Pressure Vessel System and Energy Supply Arrangement

Abstract

A pressure vessel system has a pressure vessel for storing gaseous fuel, a fuel line, and a total-pressure sensor for measuring a total pressure of the fuel at a position within the fuel line. This makes it possible for various functions, such as the control of power reduction, for example, to be performed more accurately than if only static pressure were being used.

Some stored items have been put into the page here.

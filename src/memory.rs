// SPDX-FileCopyrightText: 2025 - 2026 Eli Array Minkoff
//
// SPDX-License-Identifier: 0BSD

//! Paged, zero-filled memory for a [Machine](crate::Machine)
//!
//! Memory is conceptually an infinite tape of `i64`s. It's stored as a map of fixed-size pages, so
//! that a program writing to address `1_000_000` doesn't allocate a million cells to get there.
//! Pages that were never written read as zeroes.

use itertools::Itertools;
use std::borrow::Cow;
use std::collections::HashMap;
use std::fmt;
use std::ops::{Index, IndexMut};

const PAGE_SIZE: usize = 512;
const PAGE_MASK: u64 = PAGE_SIZE as u64 - 1;

macro_rules! page_index {
    ($addr: expr) => {{
        #[allow(clippy::cast_possible_truncation, reason = "masked down anyway")]
        {
            ($addr & PAGE_MASK) as usize
        }
    }};
}

macro_rules! page_base {
    ($addr: expr) => {{ $addr & !PAGE_MASK }};
}

static EMPTY: [i64; PAGE_SIZE] = [0; PAGE_SIZE];

/// Auto-extending memory tape
///
/// Reading an address that was never written yields `0`. Writing to an address past the end of
/// the tape extends it, so [`len`](Memory::len) is always one past the highest address that was
/// loaded or written.
#[derive(Default)]
pub struct Memory {
    pages: HashMap<u64, Box<[i64; PAGE_SIZE]>>,
    len: u64,
}

impl Memory {
    fn page(&self, base: u64) -> &[i64; PAGE_SIZE] {
        self.pages.get(&base).map_or(&EMPTY, |p| p.as_ref())
    }

    /// Return the value stored at `address`, or `0` if nothing was ever stored there
    #[doc(alias = "peek")]
    pub fn read(&self, address: u64) -> i64 {
        self[address]
    }

    /// Store `value` at `address`
    #[doc(alias = "poke")]
    pub fn write(&mut self, address: u64, value: i64) {
        self[address] = value;
    }

    /// Read `len` consecutive cells starting at `start`.
    ///
    /// Borrows directly from the backing page when the whole range lies within one page.
    pub fn read_range(&self, start: u64, len: u64) -> Cow<'_, [i64]> {
        if len == 0 {
            return Cow::Borrowed(&[]);
        }
        let last = start + len - 1;
        let first_page = page_base!(start);
        let last_page = page_base!(last);
        if first_page == last_page {
            Cow::Borrowed(&self.page(first_page)[page_index!(start)..=page_index!(last)])
        } else {
            #[allow(clippy::cast_possible_truncation, reason = "caller asked for this much")]
            let mut v = Vec::with_capacity(len as usize);
            v.extend_from_slice(&self.page(first_page)[page_index!(start)..]);
            for base in ((first_page + PAGE_SIZE as u64)..last_page).step_by(PAGE_SIZE) {
                v.extend_from_slice(self.page(base));
            }
            v.extend_from_slice(&self.page(last_page)[..=page_index!(last)]);
            Cow::Owned(v)
        }
    }

    /// One past the highest address that was loaded or written
    pub fn len(&self) -> u64 {
        self.len
    }

    /// Whether nothing was ever loaded into or written to memory
    pub fn is_empty(&self) -> bool {
        self.len == 0
    }

    /// Copy out the whole tape, from address `0` up to [`len`](Memory::len)
    pub fn to_vec(&self) -> Vec<i64> {
        self.read_range(0, self.len).into_owned()
    }

    /// Drop pages that only contain zeroes
    pub fn prune(&mut self) {
        self.pages.retain(|_, p| p[..] != EMPTY);
        self.pages.shrink_to_fit();
    }

    fn live_pages(&self) -> impl Iterator<Item = (&u64, &[i64; PAGE_SIZE])> {
        self.pages
            .iter()
            .map(|(base, p)| (base, p.as_ref()))
            .filter(|(_, p)| *p != &EMPTY)
    }
}

impl Index<u64> for Memory {
    type Output = i64;
    fn index(&self, address: u64) -> &i64 {
        self.pages
            .get(&page_base!(address))
            .map_or(&0, |p| p.index(page_index!(address)))
    }
}

impl IndexMut<u64> for Memory {
    fn index_mut(&mut self, address: u64) -> &mut i64 {
        self.len = self.len.max(address + 1);
        self.pages
            .entry(page_base!(address))
            .or_insert_with(|| Box::new([0; PAGE_SIZE]))
            .index_mut(page_index!(address))
    }
}

impl FromIterator<i64> for Memory {
    fn from_iter<I: IntoIterator<Item = i64>>(iter: I) -> Self {
        let iter = iter.into_iter();
        let mut pages = HashMap::with_capacity(iter.size_hint().0.div_ceil(PAGE_SIZE));
        let mut len = 0;

        for (n, chunk) in (&iter.chunks(PAGE_SIZE)).into_iter().enumerate() {
            let mut page = Box::new([0; PAGE_SIZE]);
            for (cell, val) in page.iter_mut().zip(chunk) {
                *cell = val;
                len += 1;
            }
            pages.insert((n * PAGE_SIZE) as u64, page);
        }

        Self { pages, len }
    }
}

// trailing zeroes don't count, so a program compares equal to itself after reading past its end
impl PartialEq for Memory {
    fn eq(&self, other: &Self) -> bool {
        let count = self.live_pages().count();
        count == other.live_pages().count()
            && self
                .live_pages()
                .all(|(base, page)| other.page(*base) == page)
    }
}

impl Clone for Memory {
    fn clone(&self) -> Self {
        // don't copy blank pages
        let pages = self
            .live_pages()
            .map(|(&base, page)| (base, Box::new(*page)))
            .collect();
        Self {
            pages,
            len: self.len,
        }
    }
}

impl fmt::Debug for Memory {
    fn fmt(&self, f: &mut fmt::Formatter<'_>) -> fmt::Result {
        let mut map = f.debug_map();
        for (base, page) in self.live_pages().sorted_unstable_by_key(|(base, _)| **base) {
            map.entry(&format_args!("page 0x{base:04x}"), &format_args!("{page:?}"));
        }
        map.finish()
    }
}
// SPDX-FileCopyrightText: 2024 - 2026 Eli Array Minkoff
//
// SPDX-License-Identifier: 0BSD
#![warn(missing_docs)]

//! Library providing an Intcode virtual machine
//!
//! The machine is fully functional, with all of the [Opcodes] and [Parameter Modes] defined in the
//! completed Intcode computer for [Day 9]. Each opcode is handled by its own
//! [Operation](ops::Operation), looked up in an [InstructionSet](ops::InstructionSet), so the set
//! can be restricted or extended.
//!
//! # Example
//!
//! ```rust
//! use intcode::prelude::*;
//! let mut machine = Machine::new([3, 0, 4, 0, 99], [7]);
//!
//! assert_eq!(machine.run_to_completion().unwrap(), &[7]);
//! assert!(!machine.is_running());
//! ```
//!
//! Machines can be stepped one output at a time, and have input added between runs:
//!
//! ```rust
//! use intcode::prelude::*;
//! // add 1 to each input, forever
//! let mut machine = Machine::new([3, 11, 1001, 11, 1, 11, 4, 11, 1105, 1, 0], [10]);
//!
//! assert_eq!(machine.run_to_next_output().unwrap(), Some(11));
//! machine.add_input(41);
//! assert_eq!(machine.run_to_next_output().unwrap(), Some(42));
//! assert_eq!(machine.run_to_next_output(), Err(MachineError::InputUnderflow));
//! ```
//!
//! See the [blocking] module for machines that pull their own input, and the [pipeline] module
//! for chaining machines together.
//!
//! [Opcodes]: https://esolangs.org/wiki/Intcode#Opcodes
//! [Parameter Modes]: https://esolangs.org/wiki/Intcode#Parameter_Modes
//! [Day 9]: https://adventofcode.com/2019/day/9

use std::collections::VecDeque;
use std::error::Error;
use std::fmt::{self, Display};
use std::io;
use std::ops::{Index, IndexMut};

pub mod blocking;
mod internals;
mod logger;
pub mod memory;
pub mod opcode;
pub mod ops;
pub mod pipeline;
#[cfg(feature = "text")]
pub mod text;
pub mod trace;

pub use logger::{SharedSink, Verbosity};

use logger::Logger;
use memory::Memory;
use ops::InstructionSet;
use trace::Trace;

/// A small module that re-exports items needed when working with the Intcode machine
pub mod prelude {
    pub use crate::blocking::{BlockingMachine, InputSource};
    pub use crate::trace::Trace;
    pub use crate::{Machine, MachineError, State, StepOutcome, Verbosity};
}

/// The state of an Intcode machine
///
/// Once a machine is [Halted](State::Halted), it will never execute another instruction.
#[derive(Debug, PartialEq, Eq, Clone, Copy, Default)]
pub enum State {
    /// More instructions can be executed
    #[default]
    Running,
    /// A `HALT` instruction has been executed
    Halted,
}

/// The result of executing a single instruction
#[derive(Debug, PartialEq, Eq, Clone, Copy)]
pub enum StepOutcome {
    /// An instruction ran without producing output
    Running,
    /// An instruction produced the contained output
    Output(i64),
    /// The machine is halted
    Halted,
}

#[derive(Debug)]
#[non_exhaustive]
/// An error that occured when executing an Intcode instruction
pub enum MachineError {
    /// An opcode with no operation bound to it was encountered. Contains the whole instruction
    /// word.
    UnrecognizedOpcode(i64),
    /// An unknown parameter mode digit was encountered
    UnknownMode(i64),
    /// An instruction tried to access memory at the contained negative address
    NegativeAddress(i64),
    /// An instruction tried to write to an immediate destination
    WriteToImmediate(i64),
    /// An instruction tried to jump to the contained negative address
    JumpToNegative(i64),
    /// Adding or multiplying the two contained operands overflowed an `i64`. This covers
    /// arithmetic instructions, relative base adjustment, and relative address resolution.
    Overflow {
        /// The left operand
        lhs: i64,
        /// The right operand
        rhs: i64,
    },
    /// An instruction needed input, but the input queue was empty. The machine is left as it was
    /// before the instruction, so it can be resumed once input is added.
    InputUnderflow,
    /// The machine previously failed with an unrecoverable error
    Poisoned,
    /// The log sink returned an error
    LoggerFailed(io::Error),
}

impl MachineError {
    /// Whether the error leaves the machine unable to continue
    pub fn is_fatal(&self) -> bool {
        !matches!(
            self,
            Self::InputUnderflow | Self::LoggerFailed(_) | Self::Poisoned
        )
    }
}

// io::Error isn't PartialEq
impl PartialEq for MachineError {
    fn eq(&self, other: &Self) -> bool {
        match (self, other) {
            (Self::UnrecognizedOpcode(lhs), Self::UnrecognizedOpcode(rhs)) => lhs == rhs,
            (Self::UnknownMode(lhs), Self::UnknownMode(rhs)) => lhs == rhs,
            (Self::NegativeAddress(lhs), Self::NegativeAddress(rhs)) => lhs == rhs,
            (Self::WriteToImmediate(lhs), Self::WriteToImmediate(rhs)) => lhs == rhs,
            (Self::JumpToNegative(lhs), Self::JumpToNegative(rhs)) => lhs == rhs,
            (Self::Overflow { lhs: a, rhs: b }, Self::Overflow { lhs: c, rhs: d }) => {
                a == c && b == d
            }
            (Self::InputUnderflow, Self::InputUnderflow) => true,
            (Self::Poisoned, Self::Poisoned) => true,
            (Self::LoggerFailed(lhs), Self::LoggerFailed(rhs)) => lhs.kind() == rhs.kind(),
            _ => false,
        }
    }
}

impl Display for MachineError {
    fn fmt(&self, f: &mut fmt::Formatter<'_>) -> fmt::Result {
        match self {
            Self::UnrecognizedOpcode(n) => write!(f, "encountered unrecognized opcode in {n}"),
            Self::UnknownMode(mode) => write!(f, "encountered unknown parameter mode {mode}"),
            Self::NegativeAddress(addr) => write!(f, "tried to access negative address {addr}"),
            Self::WriteToImmediate(i) => write!(f, "tried to write to immediate {i}"),
            Self::JumpToNegative(addr) => write!(f, "tried to jump to negative address {addr}"),
            Self::Overflow { lhs, rhs } => write!(f, "arithmetic on {lhs} and {rhs} overflowed"),
            Self::InputUnderflow => write!(f, "input needed, but none is queued"),
            Self::Poisoned => write!(f, "machine previously failed and can't continue"),
            Self::LoggerFailed(e) => write!(f, "logger encountered an error: {e}"),
        }
    }
}

impl Error for MachineError {
    fn source(&self) -> Option<&(dyn Error + 'static)> {
        match self {
            Self::LoggerFailed(e) => Some(e),
            _ => None,
        }
    }
}

impl From<io::Error> for MachineError {
    fn from(err: io::Error) -> Self {
        Self::LoggerFailed(err)
    }
}

/// An Intcode virtual machine
///
/// A machine owns its memory, its registers, and its input and output queues. Nothing is shared
/// between machines, so chaining them is a matter of moving outputs of one into the inputs of
/// another (see [pipeline]).
#[derive(Clone)]
pub struct Machine {
    ip: u64,
    rel_base: i64,
    mem: Memory,
    inputs: VecDeque<i64>,
    outputs: Vec<i64>,
    state: State,
    poisoned: bool,
    ops: InstructionSet,
    logger: Option<Logger>,
    trace: Option<Trace>,
}

// ignore the logger, trace, and instruction set
impl PartialEq for Machine {
    fn eq(&self, other: &Self) -> bool {
        self.ip == other.ip
            && self.rel_base == other.rel_base
            && self.state == other.state
            && self.poisoned == other.poisoned
            && self.inputs == other.inputs
            && self.outputs == other.outputs
            && self.mem == other.mem
    }
}

impl fmt::Debug for Machine {
    fn fmt(&self, f: &mut fmt::Formatter<'_>) -> fmt::Result {
        f.debug_struct("Machine")
            .field("ip", &self.ip)
            .field("rel_base", &self.rel_base)
            .field("state", &self.state)
            .field("poisoned", &self.poisoned)
            .field("inputs", &self.inputs)
            .field("outputs", &self.outputs)
            .field("ops", &self.ops)
            .field("logging", &self.logger.is_some())
            .field("tracing", &self.trace.is_some())
            .field("mem", &self.mem)
            .finish()
    }
}

impl Index<u64> for Machine {
    type Output = i64;

    fn index(&self, i: u64) -> &Self::Output {
        self.mem.index(i)
    }
}

impl IndexMut<u64> for Machine {
    fn index_mut(&mut self, i: u64) -> &mut Self::Output {
        self.mem.index_mut(i)
    }
}

impl Machine {
    /// Create a new machine with the [full](InstructionSet::full) instruction set.
    ///
    /// `program` is collected into the starting memory, and `inputs` into the input queue, which
    /// is consumed in order.
    pub fn new(
        program: impl IntoIterator<Item = i64>,
        inputs: impl IntoIterator<Item = i64>,
    ) -> Self {
        Self::with_instruction_set(program, inputs, InstructionSet::full())
    }

    /// Create a new machine that dispatches opcodes through `ops`
    pub fn with_instruction_set(
        program: impl IntoIterator<Item = i64>,
        inputs: impl IntoIterator<Item = i64>,
        ops: InstructionSet,
    ) -> Self {
        Self {
            ip: 0,
            rel_base: 0,
            mem: program.into_iter().collect(),
            inputs: inputs.into_iter().collect(),
            outputs: Vec::new(),
            state: State::Running,
            poisoned: false,
            ops,
            logger: None,
            trace: None,
        }
    }

    /// Queue `value` behind any inputs that are already queued
    pub fn add_input(&mut self, value: i64) {
        self.inputs.push_back(value);
    }

    /// The number of queued inputs
    pub fn pending_inputs(&self) -> usize {
        self.inputs.len()
    }

    /// Execute a single instruction.
    ///
    /// On a halted machine, this does nothing and returns [`StepOutcome::Halted`].
    ///
    /// If the error is [fatal](MachineError::is_fatal), every later step fails with
    /// [`MachineError::Poisoned`].
    pub fn step(&mut self) -> Result<StepOutcome, MachineError> {
        if self.state == State::Halted {
            return Ok(StepOutcome::Halted);
        }
        if self.poisoned {
            return Err(MachineError::Poisoned);
        }
        let result = self.exec_instruction();
        if let Err(ref err) = result
            && err.is_fatal()
        {
            tracing::debug!(ip = self.ip, %err, "machine poisoned");
            self.poisoned = true;
        }
        result
    }

    /// Run until an instruction produces output or the machine halts.
    ///
    /// Returns the output, or [`None`] if the machine halted first. On a halted machine, this
    /// does nothing and returns [`None`].
    pub fn run_to_next_output(&mut self) -> Result<Option<i64>, MachineError> {
        loop {
            match self.step()? {
                StepOutcome::Running => (),
                StepOutcome::Output(val) => break Ok(Some(val)),
                StepOutcome::Halted => break Ok(None),
            }
        }
    }

    /// Run until the machine halts, returning every output it has produced over its lifetime
    pub fn run_to_completion(&mut self) -> Result<&[i64], MachineError> {
        while self.step()? != StepOutcome::Halted {}
        Ok(&self.outputs)
    }

    /// Whether the machine can still execute instructions
    pub fn is_running(&self) -> bool {
        self.state == State::Running
    }

    /// The current [State]
    pub fn state(&self) -> State {
        self.state
    }

    /// Every output the machine has produced
    pub fn outputs(&self) -> &[i64] {
        &self.outputs
    }

    /// The most recent output, if there has been one
    pub fn last_output(&self) -> Option<i64> {
        self.outputs.last().copied()
    }

    /// Get the memory at `address`
    #[doc(alias = "peek")]
    pub fn mem_get(&self, address: u64) -> i64 {
        self.mem[address]
    }

    /// Manually set a memory location
    #[doc(alias("poke", "write"))]
    pub fn mem_override(&mut self, address: u64, value: i64) {
        self.mem[address] = value;
    }

    /// Read `len` consecutive memory cells starting at `start`
    pub fn read_range(&self, start: u64, len: u64) -> Vec<i64> {
        self.mem.read_range(start, len).into_owned()
    }

    /// A view of the machine's memory
    pub fn memory(&self) -> &Memory {
        &self.mem
    }

    /// The address of the next instruction
    pub fn instruction_pointer(&self) -> u64 {
        self.ip
    }

    /// The current relative base
    pub fn relative_base(&self) -> i64 {
        self.rel_base
    }

    /// The instruction set the machine dispatches through
    pub fn instruction_set(&self) -> &InstructionSet {
        &self.ops
    }

    /// Whether the next instruction needs input that isn't queued
    ///
    /// Returns `false` if the next instruction can't be decoded, leaving the error to surface on
    /// the next [step](Machine::step).
    pub fn awaiting_input(&self) -> bool {
        self.is_running()
            && !self.poisoned
            && self.inputs.is_empty()
            && opcode::Instruction::decode(self.mem[self.ip])
                .ok()
                .and_then(|instr| self.ops.get(instr.opcode()))
                .is_some_and(|op| op.consumes_input())
    }
}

The technology disclosed here also relates to an energy supply arrangement having such a pressure vessel system and having an energy converter, such as a fuel cell, for example.

Claims

1-10. (canceled)

11. A pressure vessel system, comprising: a pressure vessel for storing gaseous fuel; a fuel line connected to the pressure vessel; a total-pressure sensor connected to the fuel line for measuring a total pressure of the gaseous fuel at a position within the fuel line.

12. The pressure vessel system according to claim 11, wherein the fuel line is a removal line, and the total-pressure sensor is configured to measure the total pressure when the gaseous fuel is flowing away from the pressure vessel.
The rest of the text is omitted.